El Onyar llegó a 342 m³/s, pero no se desbordó: 500 toneladas de sedimentos marcaron la diferencia

Las precipitaciones obligaron a retirar 26 árboles caídos en diferentes puntos de la ciudad. Los comercios situados junto al Onyar, que el martes se vieron forzados a cerrar por prevención, han podido reabrir con normalidad.

22 de enero de 2026 a las 16:05h
El Onyar llegó a 342 m³/s, pero no se desbordó: 500 toneladas de sedimentos marcaron la diferencia
El Onyar llegó a 342 m³/s, pero no se desbordó: 500 toneladas de sedimentos marcaron la diferencia

Las brigadas municipales de Girona mantenían este miércoles por la mañana los trabajos para restablecer la normalidad en los puntos más afectados por la fuerte llevantada y las lluvias intensas que se registraron el martes. La ciudad vivió una jornada complicada, con incidencias en el espacio público y restricciones en varias zonas próximas al río Onyar.

Retirada de árboles y reapertura de comercios

Las precipitaciones obligaron a retirar 26 árboles caídos en diferentes puntos de la ciudad. Los comercios situados junto al Onyar, que el martes se vieron forzados a cerrar por prevención, han podido reabrir con normalidad. Desde primera hora, los accesos a parques y jardines municipales permanecieron cerrados de forma preventiva.

Medidas de prevención en barrios y rieras

El Ayuntamiento balizó varios puntos con riesgo de inundación en Campdorà, Pont Major, Pedret y Barri Vell. También se cerraron pasos por pasarelas de rieras y torrentes, como el rec de Can Murtra en Germans Sàbat y el torrent de Can Vilar en Campdorà, para evitar incidentes.

Desprendimiento en el carrer del Carme y obras de emergencia

La noche del lunes se produjo un desprendimiento en el carrer del Carme, junto al Cementiri Nou. Bombers y Policía Municipal intervinieron en la zona y cortaron la circulación de vehículos. El acceso sigue cerrado tanto para vehículos como para peatones mientras avanzan las obras de emergencia para estabilizar el talud al final de la calle. Los trabajos incluyen la retirada de piedras, árboles y otros elementos inestables. Posteriormente, se asegurará el talud con escollera para prevenir nuevos incidentes. Se prevé que la circulación pueda restablecerse de forma provisional entre jueves y viernes, aunque se programarán nuevos cortes para completar la colocación de la escollera.

Hace unas semanas ya se había producido otro desprendimiento en este sector durante las lluvias de Navidad. La Asociación de Vecinos de Mas Ramada había advertido entonces sobre la insuficiencia de la protección existente.

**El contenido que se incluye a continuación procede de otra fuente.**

//! Application configuration from the environment.

use std::env;

/// Environment variable naming the bind address.
pub const ADDR_VAR: &str = "NAUTILUS_ADDR";

/// Returns the value of the environment variable `key`, or `fallback` when
/// the variable is unset or empty.
///
/// # Examples
///
/// ```
/// use nautilus::bootstrap::env_or;
///
/// let addr = env_or("NAUTILUS_DOCTEST_UNSET", "127.0.0.1:8080");
/// assert_eq!(addr, "127.0.0.1:8080");
/// ```
pub fn env_or(key: &str, fallback: &str) -> String {
    match env::var(key) {
        Ok(value) if !value.is_empty() => value,
        _ => fallback.to_owned(),
    }
}

/// Settings for the serving loop.
#[derive(Debug, Clone)]
pub struct AppConfig {
    /// TCP address the application binds to.
    pub address: String,
    /// Initial per-connection read buffer capacity.
    pub read_buffer_size: usize,
    /// Maximum size of a buffered request before it is rejected with 413.
    pub max_request_size: usize,
}

impl Default for AppConfig {
    fn default() -> Self {
        Self {
            address: "127.0.0.1:8080".to_owned(),
            read_buffer_size: 4096,
            max_request_size: 8 * 1024 * 1024,
        }
    }
}

impl AppConfig {
    /// Builds a config taking the bind address from [`ADDR_VAR`] when set.
    pub fn from_env() -> Self {
        Self {
            address: env_or(ADDR_VAR, "127.0.0.1:8080"),
            ..Self::default()
        }
    }
}
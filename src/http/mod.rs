//! HTTP protocol types and parsing.
//!
//! This module provides the HTTP primitives the rest of the crate builds on:
//! [`StatusCode`], [`Method`], [`Headers`], [`Request`], and [`Response`].

use std::fmt;

use thiserror::Error;

pub mod headers;
pub mod request;
pub mod response;

pub use headers::Headers;
pub use request::Request;
pub use response::Response;

/// An HTTP response status code.
///
/// # Examples
///
/// ```
/// use nautilus::http::StatusCode;
///
/// let status = StatusCode::ImATeapot;
/// assert_eq!(status.as_u16(), 418);
/// assert_eq!(status.canonical_reason(), "I'm a Teapot");
/// assert!(status.is_client_error());
/// ```
#[derive(Debug, Clone, Copy, PartialEq, Eq, Hash)]
#[repr(u16)]
pub enum StatusCode {
    // 1xx Informational
    Continue = 100,
    SwitchingProtocols = 101,
    Processing = 102,

    // 2xx Success
    Ok = 200,
    Created = 201,
    Accepted = 202,
    NonAuthoritativeInformation = 203,
    NoContent = 204,
    ResetContent = 205,
    PartialContent = 206,
    MultiStatus = 207,
    AlreadyReported = 208,
    ImUsed = 226,

    // 3xx Redirection
    MultipleChoices = 300,
    MovedPermanently = 301,
    Found = 302,
    SeeOther = 303,
    NotModified = 304,
    UseProxy = 305,
    TemporaryRedirect = 307,
    PermanentRedirect = 308,

    // 4xx Client Error
    BadRequest = 400,
    Unauthorized = 401,
    PaymentRequired = 402,
    Forbidden = 403,
    NotFound = 404,
    MethodNotAllowed = 405,
    NotAcceptable = 406,
    ProxyAuthenticationRequired = 407,
    RequestTimeout = 408,
    Conflict = 409,
    Gone = 410,
    LengthRequired = 411,
    PreconditionFailed = 412,
    PayloadTooLarge = 413,
    UriTooLong = 414,
    UnsupportedMediaType = 415,
    RangeNotSatisfiable = 416,
    ExpectationFailed = 417,
    ImATeapot = 418,
    MisdirectedRequest = 421,
    UnprocessableEntity = 422,
    Locked = 423,
    FailedDependency = 424,
    UpgradeRequired = 426,
    PreconditionRequired = 428,
    TooManyRequests = 429,
    RequestHeaderFieldsTooLarge = 431,
    ConnectionClosedWithoutResponse = 444,
    UnavailableForLegalReasons = 451,
    ClientClosedRequest = 499,

    // 5xx Server Error
    InternalServerError = 500,
    NotImplemented = 501,
    BadGateway = 502,
    ServiceUnavailable = 503,
    GatewayTimeout = 504,
    HttpVersionNotSupported = 505,
    VariantAlsoNegotiates = 506,
    InsufficientStorage = 507,
    LoopDetected = 508,
    NotExtended = 510,
    NetworkAuthenticationRequired = 511,
    NetworkConnectTimeoutError = 599,
}

/// Error for conversions from a numeric code with no catalog entry.
#[derive(Debug, Clone, Copy, PartialEq, Eq, Error)]
#[error("unknown HTTP status code {0}")]
pub struct UnknownStatusCode(pub u16);

impl StatusCode {
    /// Returns the numeric status code as a `u16`.
    pub fn as_u16(self) -> u16 {
        self as u16
    }

    /// Returns the canonical reason phrase for this status code.
    pub fn canonical_reason(self) -> &'static str {
        match self {
            Self::Continue => "Continue",
            Self::SwitchingProtocols => "Switching Protocols",
            Self::Processing => "Processing",
            Self::Ok => "OK",
            Self::Created => "Created",
            Self::Accepted => "Accepted",
            Self::NonAuthoritativeInformation => "Non-Authoritative Information",
            Self::NoContent => "No Content",
            Self::ResetContent => "Reset Content",
            Self::PartialContent => "Partial Content",
            Self::MultiStatus => "Multi-Status",
            Self::AlreadyReported => "Already Reported",
            Self::ImUsed => "IM Used",
            Self::MultipleChoices => "Multiple Choices",
            Self::MovedPermanently => "Moved Permanently",
            Self::Found => "Found",
            Self::SeeOther => "See Other",
            Self::NotModified => "Not Modified",
            Self::UseProxy => "Use Proxy",
            Self::TemporaryRedirect => "Temporary Redirect",
            Self::PermanentRedirect => "Permanent Redirect",
            Self::BadRequest => "Bad Request",
            Self::Unauthorized => "Unauthorized",
            Self::PaymentRequired => "Payment Required",
            Self::Forbidden => "Forbidden",
            Self::NotFound => "Not Found",
            Self::MethodNotAllowed => "Method Not Allowed",
            Self::NotAcceptable => "Not Acceptable",
            Self::ProxyAuthenticationRequired => "Proxy Authentication Required",
            Self::RequestTimeout => "Request Timeout",
            Self::Conflict => "Conflict",
            Self::Gone => "Gone",
            Self::LengthRequired => "Length Required",
            Self::PreconditionFailed => "Precondition Failed",
            Self::PayloadTooLarge => "Payload Too Large",
            Self::UriTooLong => "URI Too Long",
            Self::UnsupportedMediaType => "Unsupported Media Type",
            Self::RangeNotSatisfiable => "Range Not Satisfiable",
            Self::ExpectationFailed => "Expectation Failed",
            Self::ImATeapot => "I'm a Teapot",
            Self::MisdirectedRequest => "Misdirected Request",
            Self::UnprocessableEntity => "Unprocessable Entity",
            Self::Locked => "Locked",
            Self::FailedDependency => "Failed Dependency",
            Self::UpgradeRequired => "Upgrade Required",
            Self::PreconditionRequired => "Precondition Required",
            Self::TooManyRequests => "Too Many Requests",
            Self::RequestHeaderFieldsTooLarge => "Request Header Fields Too Large",
            Self::ConnectionClosedWithoutResponse => "Connection Closed Without Response",
            Self::UnavailableForLegalReasons => "Unavailable For Legal Reasons",
            Self::ClientClosedRequest => "Client Closed Request",
            Self::InternalServerError => "Internal Server Error",
            Self::NotImplemented => "Not Implemented",
            Self::BadGateway => "Bad Gateway",
            Self::ServiceUnavailable => "Service Unavailable",
            Self::GatewayTimeout => "Gateway Timeout",
            Self::HttpVersionNotSupported => "HTTP Version Not Supported",
            Self::VariantAlsoNegotiates => "Variant Also Negotiates",
            Self::InsufficientStorage => "Insufficient Storage",
            Self::LoopDetected => "Loop Detected",
            Self::NotExtended => "Not Extended",
            Self::NetworkAuthenticationRequired => "Network Authentication Required",
            Self::NetworkConnectTimeoutError => "Network Connect Timeout Error",
        }
    }

    /// Returns `true` for 1xx codes.
    pub fn is_informational(self) -> bool {
        (100..200).contains(&self.as_u16())
    }

    /// Returns `true` for 2xx codes.
    pub fn is_success(self) -> bool {
        (200..300).contains(&self.as_u16())
    }

    /// Returns `true` for 3xx codes.
    pub fn is_redirect(self) -> bool {
        (300..400).contains(&self.as_u16())
    }

    /// Returns `true` for 4xx codes.
    pub fn is_client_error(self) -> bool {
        (400..500).contains(&self.as_u16())
    }

    /// Returns `true` for 5xx codes.
    pub fn is_server_error(self) -> bool {
        (500..600).contains(&self.as_u16())
    }

    /// Looks up the catalog entry for a numeric code.
    pub fn from_u16(code: u16) -> Option<Self> {
        Some(match code {
            100 => Self::Continue,
            101 => Self::SwitchingProtocols,
            102 => Self::Processing,
            200 => Self::Ok,
            201 => Self::Created,
            202 => Self::Accepted,
            203 => Self::NonAuthoritativeInformation,
            204 => Self::NoContent,
            205 => Self::ResetContent,
            206 => Self::PartialContent,
            207 => Self::MultiStatus,
            208 => Self::AlreadyReported,
            226 => Self::ImUsed,
            300 => Self::MultipleChoices,
            301 => Self::MovedPermanently,
            302 => Self::Found,
            303 => Self::SeeOther,
            304 => Self::NotModified,
            305 => Self::UseProxy,
            307 => Self::TemporaryRedirect,
            308 => Self::PermanentRedirect,
            400 => Self::BadRequest,
            401 => Self::Unauthorized,
            402 => Self::PaymentRequired,
            403 => Self::Forbidden,
            404 => Self::NotFound,
            405 => Self::MethodNotAllowed,
            406 => Self::NotAcceptable,
            407 => Self::ProxyAuthenticationRequired,
            408 => Self::RequestTimeout,
            409 => Self::Conflict,
            410 => Self::Gone,
            411 => Self::LengthRequired,
            412 => Self::PreconditionFailed,
            413 => Self::PayloadTooLarge,
            414 => Self::UriTooLong,
            415 => Self::UnsupportedMediaType,
            416 => Self::RangeNotSatisfiable,
            417 => Self::ExpectationFailed,
            418 => Self::ImATeapot,
            421 => Self::MisdirectedRequest,
            422 => Self::UnprocessableEntity,
            423 => Self::Locked,
            424 => Self::FailedDependency,
            426 => Self::UpgradeRequired,
            428 => Self::PreconditionRequired,
            429 => Self::TooManyRequests,
            431 => Self::RequestHeaderFieldsTooLarge,
            444 => Self::ConnectionClosedWithoutResponse,
            451 => Self::UnavailableForLegalReasons,
            499 => Self::ClientClosedRequest,
            500 => Self::InternalServerError,
            501 => Self::NotImplemented,
            502 => Self::BadGateway,
            503 => Self::ServiceUnavailable,
            504 => Self::GatewayTimeout,
            505 => Self::HttpVersionNotSupported,
            506 => Self::VariantAlsoNegotiates,
            507 => Self::InsufficientStorage,
            508 => Self::LoopDetected,
            510 => Self::NotExtended,
            511 => Self::NetworkAuthenticationRequired,
            599 => Self::NetworkConnectTimeoutError,
            _ => return None,
        })
    }
}

impl fmt::Display for StatusCode {
    fn fmt(&self, f: &mut fmt::Formatter<'_>) -> fmt::Result {
        write!(f, "{} {}", self.as_u16(), self.canonical_reason())
    }
}

impl From<StatusCode> for u16 {
    fn from(code: StatusCode) -> u16 {
        code.as_u16()
    }
}

impl TryFrom<u16> for StatusCode {
    type Error = UnknownStatusCode;

    fn try_from(code: u16) -> Result<Self, Self::Error> {
        Self::from_u16(code).ok_or(UnknownStatusCode(code))
    }
}

/// An HTTP request method.
///
/// Standard methods are unit variants; anything else lands in `Custom`.
#[derive(Debug, Clone, PartialEq, Eq, Hash)]
pub enum Method {
    Get,
    Post,
    Put,
    Delete,
    Head,
    Options,
    Patch,
    /// A non-standard extension method.
    Custom(String),
}

impl Method {
    /// Returns the method as a string slice.
    pub fn as_str(&self) -> &str {
        match self {
            Self::Get => "GET",
            Self::Post => "POST",
            Self::Put => "PUT",
            Self::Delete => "DELETE",
            Self::Head => "HEAD",
            Self::Options => "OPTIONS",
            Self::Patch => "PATCH",
            Self::Custom(s) => s.as_str(),
        }
    }
}

impl fmt::Display for Method {
    fn fmt(&self, f: &mut fmt::Formatter<'_>) -> fmt::Result {
        f.write_str(self.as_str())
    }
}

impl std::str::FromStr for Method {
    type Err = std::convert::Infallible;

    fn from_str(s: &str) -> Result<Self, Self::Err> {
        Ok(match s {
            "GET" => Self::Get,
            "POST" => Self::Post,
            "PUT" => Self::Put,
            "DELETE" => Self::Delete,
            "HEAD" => Self::Head,
            "OPTIONS" => Self::Options,
            "PATCH" => Self::Patch,
            other => Self::Custom(other.to_owned()),
        })
    }
}

impl AsRef<str> for Method {
    fn as_ref(&self) -> &str {
        self.as_str()
    }
}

Crecida de los ríos Ter y Onyar

Los ríos Ter y Onyar experimentaron un aumento notable de caudal en pocas horas. El Ter alcanzó un máximo de 243 metros cúbicos por segundo minutos antes de las nueve del martes, mientras que el Onyar llegó a 342 metros cúbicos por segundo a las doce y veinte del mediodía, según los datos de las estaciones de aforo. Este miércoles por la mañana, el caudal de ambos ríos rondaba los 40 metros cúbicos por segundo.

"Para que el Onyar llegue a desbordarse deben superarse los 600 metros cúbicos por segundo" - Pau Masramon, presidente de Aigua és Vida

El equipo de gobierno municipal destacó en redes sociales que la retirada de más de 500 toneladas de sedimentos bajo la plataforma de la plaza Catalunya la semana pasada fue clave para evitar inundaciones en el centro de Girona.

"La previsión de los días previos permitió minimizar los efectos de la gran llevantada" - Lluc Salellas, alcalde de Girona

Información y atención a la ciudadanía

El Ayuntamiento contactó el martes con más de 1.700 vecinos que residen en la zona crítica próxima al Onyar y con 324 establecimientos comerciales y de restauración de los barrios del Carme-Vista Alegre, Barri Vell y Mercadal. Se informó por teléfono y presencialmente sobre las medidas a tomar en caso de desbordamiento y los servicios municipales disponibles. A los comercios y restaurantes se les recomendó cerrar por prevención.

El Palau de Fires se habilitó para acoger a personas sin hogar durante toda la jornada. Una docena de personas fueron trasladadas a La Sopa o a la antigua UNED para pasar la noche. Además, el Ayuntamiento habilitó 25 camas adicionales en estos espacios entre lunes y martes por los episodios de lluvia.